For tool calls, connector use, shell commands, outbound messages, data exports, sub-agent delegation, and other material changes, this family focuses on the checks before execution: what is allowed, what is denied, what must pause, who approves, and what receipt remains.
Good inventory and source review are not enough on their own. Many failures show up only when a live workflow asks to do something specific, so reviewers need a clear view of allowed, denied, paused, approved, interrupted, rolled-back, rate-limited, and recorded actions.
What This Family Covers
In scope:
- High-impact action classes that agents can request or perform.
- Tool calls, connector actions, shell or code execution, workflow invocations, external communications, data exports, access-control changes, and sub-agent delegation where applicable.
- Human approval, runtime policy approval, denial by default, step-up authorization, budget limits, circuit breakers, allowlists, and equivalent runtime controls.
- Whether the runtime can allow, deny, pause, request approval for, interrupt, roll back, contain, or record actions before and after execution.
- Approval gates before high-impact production writes, broad shell execution, external communications, access-control changes, sensitive-data exports, and difficult-to-reverse changes.
- Policy outcome records for allowed, denied, approval-required, approved, rejected, expired, canceled, interrupted, rolled-back, or rate-limited requests.
- Emergency stop, session cancel, rollback, and containment procedures when agent activity leaves approved scope or matches known abuse patterns.
- Pre-execution mediation for high-impact tool, connector, shell, workflow, external-service, and sub-agent actions.
- Recurring or release-driven tests of approval gates, denied paths, allowlists, budget limits, circuit breakers, emergency stops, rollback procedures, and critical runtime policy decisions.
- Stronger record handling for high-impact runtime decisions, such as tamper-evident, independently retained, or separation-controlled records.
Out of scope:
- Deciding what resources belong inside the scoped system.
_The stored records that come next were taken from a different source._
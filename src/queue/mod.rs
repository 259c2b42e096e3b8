//! The unique queue.
//!
//! A FIFO queue holding at most one entry per key. Pushing a key that is
//! already queued does not move it; the caller's merge function combines
//! the stored value with the incoming one instead.
//!
//! Two containers back the queue: a key -> `Handle` map for O(1) lookup,
//! and an `Arena` linked list that records first-insertion order and
//! owns the entries. The handle is the entry's position marker, so removal
//! from the middle never scans.

mod arena;

use std::borrow::Borrow;
use std::collections::HashMap;
use std::hash::Hash;
use std::marker::PhantomData;

use serde::ser::{Serialize, Serializer};
use tracing::trace;

use crate::error::{Error, Result};
use crate::merge::MergePolicy;
use crate::telemetry::queue::report_inconsistency;

use arena::{Arena, Handle};

/// Type-erased merge function, as produced by the builder and by config.
pub type BoxedMerge<V> = Box<dyn FnMut(V, V) -> V + Send>;

// ---------------------------------------------------------------------------
// Queue
// ---------------------------------------------------------------------------

/// A deduplicating FIFO queue.
///
/// Keys must be `Eq + Hash + Clone`; values are unconstrained. `M` is the
/// merge function invoked as `merge(stored, incoming)` whenever a queued key
/// is pushed again.
///
/// The queue does no internal locking. Share it across threads by wrapping
/// the whole queue in a `Mutex`.
///
/// ```
/// use uniq_queue::{UniqueQueue, merge::retain_new};
///
/// let mut queue = UniqueQueue::new(retain_new);
/// assert!(queue.push("a", 1));
/// assert!(queue.push("b", 2));
/// assert!(!queue.push("a", 3));
///
/// assert_eq!(queue.pop(), Some(("a", 3)));
/// assert_eq!(queue.pop(), Some(("b", 2)));
/// assert_eq!(queue.pop(), None);
/// ```
pub struct UniqueQueue<K, V, M = BoxedMerge<V>> {
    index: HashMap<K, Handle>,
    order: Arena<K, V>,
    merge: M,
}

impl<K, V> UniqueQueue<K, V, BoxedMerge<V>> {
    /// Start building a queue whose merge function is chosen at runtime.
    pub fn builder() -> UniqueQueueBuilder<K, V> {
        UniqueQueueBuilder::new()
    }
}

impl<K, V, M> UniqueQueue<K, V, M> {
    /// Number of entries currently queued.
    pub fn len(&self) -> usize {
        debug_assert_eq!(self.index.len(), self.order.len());
        self.order.len()
    }

    pub fn is_empty(&self) -> bool {
        self.len() == 0
    }

    /// The oldest entry, without removing it.
    pub fn peek(&self) -> Option<(&K, &V)> {
        let front = self.order.front()?;
        self.order.get(front)
    }

    /// Entries front to back, in first-insertion order.
    pub fn iter(&self) -> Iter<'_, K, V> {
        Iter {
            inner: self.order.iter(),
        }
    }

    pub fn keys(&self) -> impl DoubleEndedIterator<Item = &K> + ExactSizeIterator + '_ {
        self.iter().map(|(k, _)| k)
    }

    pub fn values(&self) -> impl DoubleEndedIterator<Item = &V> + ExactSizeIterator + '_ {
        self.iter().map(|(_, v)| v)
    }

    /// Remove every entry.
    pub fn clear(&mut self) {
        self.index.clear();
        self.order.clear();
        trace!(len = 0, "queue cleared");
    }
}

impl<K, V, M> UniqueQueue<K, V, M>
where
    K: Eq + Hash + Clone,
    M: FnMut(V, V) -> V,
{
    /// Create an empty queue with the given merge function.
    pub fn new(merge: M) -> Self {
        Self::with_capacity(0, merge)
    }

    /// Create an empty queue with room for `capacity` entries.
    pub fn with_capacity(capacity: usize, merge: M) -> Self {
        Self {
            index: HashMap::with_capacity(capacity),
            order: Arena::with_capacity(capacity),
            merge,
        }
    }

    /// Queue `value` under `key`.
    ///
    /// Returns `true` if the key was not queued: it is appended at the back.
    /// Otherwise the stored value becomes `merge(stored, value)`, the key
    /// keeps its position, and `false` is returned.
    ///
    /// If the merge function panics, that key's entry is removed from the
    /// queue; every other entry keeps its value and position.
    pub fn push(&mut self, key: K, value: V) -> bool {
        // Unindexed while merging so an unwinding merge leaves no dangling key.
        if let Some(handle) = self.index.remove(&key) {
            let merge = &mut self.merge;
            let merged = self
                .order
                .replace_value_with(handle, |stored| merge(stored, value));
            if merged {
                self.index.insert(key, handle);
            } else {
                report_inconsistency("push: indexed key has no queued entry");
                debug_assert!(merged, "index and order out of sync on push");
            }
            trace!(is_new = false, len = self.order.len(), "queue push merged");
            return false;
        }

        let handle = self.order.push_back(key.clone(), value);
        self.index.insert(key, handle);
        trace!(is_new = true, len = self.order.len(), "queue push");
        true
    }

    /// Remove and return the oldest entry, or `None` if the queue is empty.
    pub fn pop(&mut self) -> Option<(K, V)> {
        let front = self.order.front()?;
        let (key, value) = self.order.remove(front)?;

        let indexed = self.index.remove(&key).is_some();
        if !indexed {
            // The slot is gone either way; only the value is withheld.
            report_inconsistency("pop: front key missing from index");
            debug_assert!(indexed, "index and order out of sync on pop");
            return None;
        }

        trace!(len = self.order.len(), "queue pop");
        Some((key, value))
    }

    /// The value queued under `key`, if any. Never changes the queue.
    pub fn get<Q>(&self, key: &Q) -> Option<&V>
    where
        K: Borrow<Q>,
        Q: Hash + Eq + ?Sized,
    {
        let &handle = self.index.get(key)?;
        self.order.get(handle).map(|(_, v)| v)
    }

    /// Mutable access to the value queued under `key`. Position is unchanged.
    pub fn get_mut<Q>(&mut self, key: &Q) -> Option<&mut V>
    where
        K: Borrow<Q>,
        Q: Hash + Eq + ?Sized,
    {
        let &handle = self.index.get(key)?;
        self.order.get_mut(handle)
    }

    pub fn contains_key<Q>(&self, key: &Q) -> bool
    where
        K: Borrow<Q>,
        Q: Hash + Eq + ?Sized,
    {
        self.index.contains_key(key)
    }

    /// Remove the entry for `key` wherever it sits and return its value.
    pub fn del<Q>(&mut self, key: &Q) -> Option<V>
    where
        K: Borrow<Q>,
        Q: Hash + Eq + ?Sized,
    {
        let handle = self.index.remove(key)?;
        let removed = self.order.remove(handle);
        if removed.is_none() {
            report_inconsistency("del: indexed key has no queued entry");
            debug_assert!(removed.is_some(), "index and order out of sync on del");
        }
        trace!(len = self.order.len(), "queue del");
        removed.map(|(_, value)| value)
    }

    /// Pop every entry, front to back.
    ///
    /// Entries the iterator does not reach are removed when it is dropped.
    pub fn drain(&mut self) -> Drain<'_, K, V, M> {
        Drain { queue: self }
    }
}

impl<K, V, M> Extend<(K, V)> for UniqueQueue<K, V, M>
where
    K: Eq + Hash + Clone,
    M: FnMut(V, V) -> V,
{
    fn extend<I: IntoIterator<Item = (K, V)>>(&mut self, iter: I) {
        for (key, value) in iter {
            self.push(key, value);
        }
    }
}

impl<K, V, M> std::fmt::Debug for UniqueQueue<K, V, M>
where
    K: std::fmt::Debug,
    V: std::fmt::Debug,
{
    fn fmt(&self, f: &mut std::fmt::Formatter<'_>) -> std::fmt::Result {
        f.debug_map().entries(self.iter()).finish()
    }
}

/// Serialized as an ordered sequence of `[key, value]` pairs.
impl<K, V, M> Serialize for UniqueQueue<K, V, M>
where
    K: Serialize,
    V: Serialize,
{
    fn serialize<S: Serializer>(&self, serializer: S) -> std::result::Result<S::Ok, S::Error> {
        serializer.collect_seq(self.iter())
    }
}

// ---------------------------------------------------------------------------
// Iterators
// ---------------------------------------------------------------------------

/// Borrowing iterator over a queue's entries in FIFO order.
pub struct Iter<'a, K, V> {
    inner: arena::Iter<'a, K, V>,
}

impl<K, V> Clone for Iter<'_, K, V> {
    fn clone(&self) -> Self {
        Self {
            inner: self.inner.clone(),
        }
    }
}

impl<'a, K, V> Iterator for Iter<'a, K, V> {
    type Item = (&'a K, &'a V);

    fn next(&mut self) -> Option<Self::Item> {
        self.inner.next()
    }

    fn size_hint(&self) -> (usize, Option<usize>) {
        self.inner.size_hint()
    }
}

impl<K, V> DoubleEndedIterator for Iter<'_, K, V> {
    fn next_back(&mut self) -> Option<Self::Item> {
        self.inner.next_back()
    }
}

impl<K, V> ExactSizeIterator for Iter<'_, K, V> {}

impl<'a, K, V, M> IntoIterator for &'a UniqueQueue<K, V, M> {
    type Item = (&'a K, &'a V);
    type IntoIter = Iter<'a, K, V>;

    fn into_iter(self) -> Self::IntoIter {
        self.iter()
    }
}

/// Draining iterator returned by [`UniqueQueue::drain`].
pub struct Drain<'a, K, V, M>
where
    K: Eq + Hash + Clone,
    M: FnMut(V, V) -> V,
{
    queue: &'a mut UniqueQueue<K, V, M>,
}

impl<K, V, M> Iterator for Drain<'_, K, V, M>
where
    K: Eq + Hash + Clone,
    M: FnMut(V, V) -> V,
{
    type Item = (K, V);

    fn next(&mut self) -> Option<Self::Item> {
        self.queue.pop()
    }

    fn size_hint(&self) -> (usize, Option<usize>) {
        let len = self.queue.len();
        (len, Some(len))
    }
}

impl<K, V, M> Drop for Drain<'_, K, V, M>
where
    K: Eq + Hash + Clone,
    M: FnMut(V, V) -> V,
{
    fn drop(&mut self) {
        self.queue.clear();
    }
}

/// Owning iterator that pops entries in FIFO order.
pub struct IntoIter<K, V, M> {
    queue: UniqueQueue<K, V, M>,
}

impl<K, V, M> Iterator for IntoIter<K, V, M>
where
    K: Eq + Hash + Clone,
    M: FnMut(V, V) -> V,
{
    type Item = (K, V);

    fn next(&mut self) -> Option<Self::Item> {
        self.queue.pop()
    }

    fn size_hint(&self) -> (usize, Option<usize>) {
        let len = self.queue.len();
        (len, Some(len))
    }
}

impl<K, V, M> IntoIterator for UniqueQueue<K, V, M>
where
    K: Eq + Hash + Clone,
    M: FnMut(V, V) -> V,
{
    type Item = (K, V);
    type IntoIter = IntoIter<K, V, M>;

    fn into_iter(self) -> Self::IntoIter {
        IntoIter { queue: self }
    }
}

// ---------------------------------------------------------------------------
// Builder
// ---------------------------------------------------------------------------

/// Fallible construction for queues whose merge function is picked at
/// runtime (for example from [`QueueConfig`](crate::config::QueueConfig)).
pub struct UniqueQueueBuilder<K, V> {
    merge: Option<BoxedMerge<V>>,
    capacity: usize,
    _key: PhantomData<fn() -> K>,
}

impl<K, V> Default for UniqueQueueBuilder<K, V> {
    fn default() -> Self {
        Self::new()
    }
}

impl<K, V> UniqueQueueBuilder<K, V> {
    pub fn new() -> Self {
        Self {
            merge: None,
            capacity: 0,
            _key: PhantomData,
        }
    }

    /// Use a custom merge function.
    pub fn merge(mut self, merge: impl FnMut(V, V) -> V + Send + 'static) -> Self {
        self.merge = Some(Box::new(merge));
        self
    }

    /// Use one of the standard merge policies.
    pub fn policy(self, policy: MergePolicy) -> Self
    where
        V: 'static,
    {
        self.merge(move |old, new| policy.merge(old, new))
    }

    pub fn capacity(mut self, capacity: usize) -> Self {
        self.capacity = capacity;
        self
    }

    /// Build the queue.
    ///
    /// # Errors
    ///
    /// Returns [`Error::MissingMerge`] if neither [`merge`](Self::merge) nor
    /// [`policy`](Self::policy) was called.
    pub fn build(self) -> Result<UniqueQueue<K, V>>
    where
        K: Eq + Hash + Clone,
    {
        let merge = self.merge.ok_or(Error::MissingMerge)?;
        Ok(UniqueQueue::with_capacity(self.capacity, merge))
    }
}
That belongs mostly to
AWOSS-SCP. - Defining whose authority the agent uses when acting. That belongs mostly to
AWOSS-DEL. - Filesystem, repository, network, browser, sandbox, and endpoint boundaries. Those belong mostly to
AWOSS-WSB. - Skill, tool, connector, plugin, or supplier provenance. That belongs mostly to
AWOSS-SRC. - Prompt, memory, retrieval, and instruction-boundary controls. Those belong mostly to
AWOSS-CTX. - Secret handling and sensitive-data policy by itself. That belongs mostly to
AWOSS-SEC, thoughAWOSS-RUNcan gate sensitive-data actions. - Complete log-retention, reconstruction, or tamper-evidence design. That belongs mostly to
AWOSS-LOG, though this family needs runtime receipts.
Level Summary
Levels are cumulative. Level 2 builds on Level 1, and Level 3 builds on both.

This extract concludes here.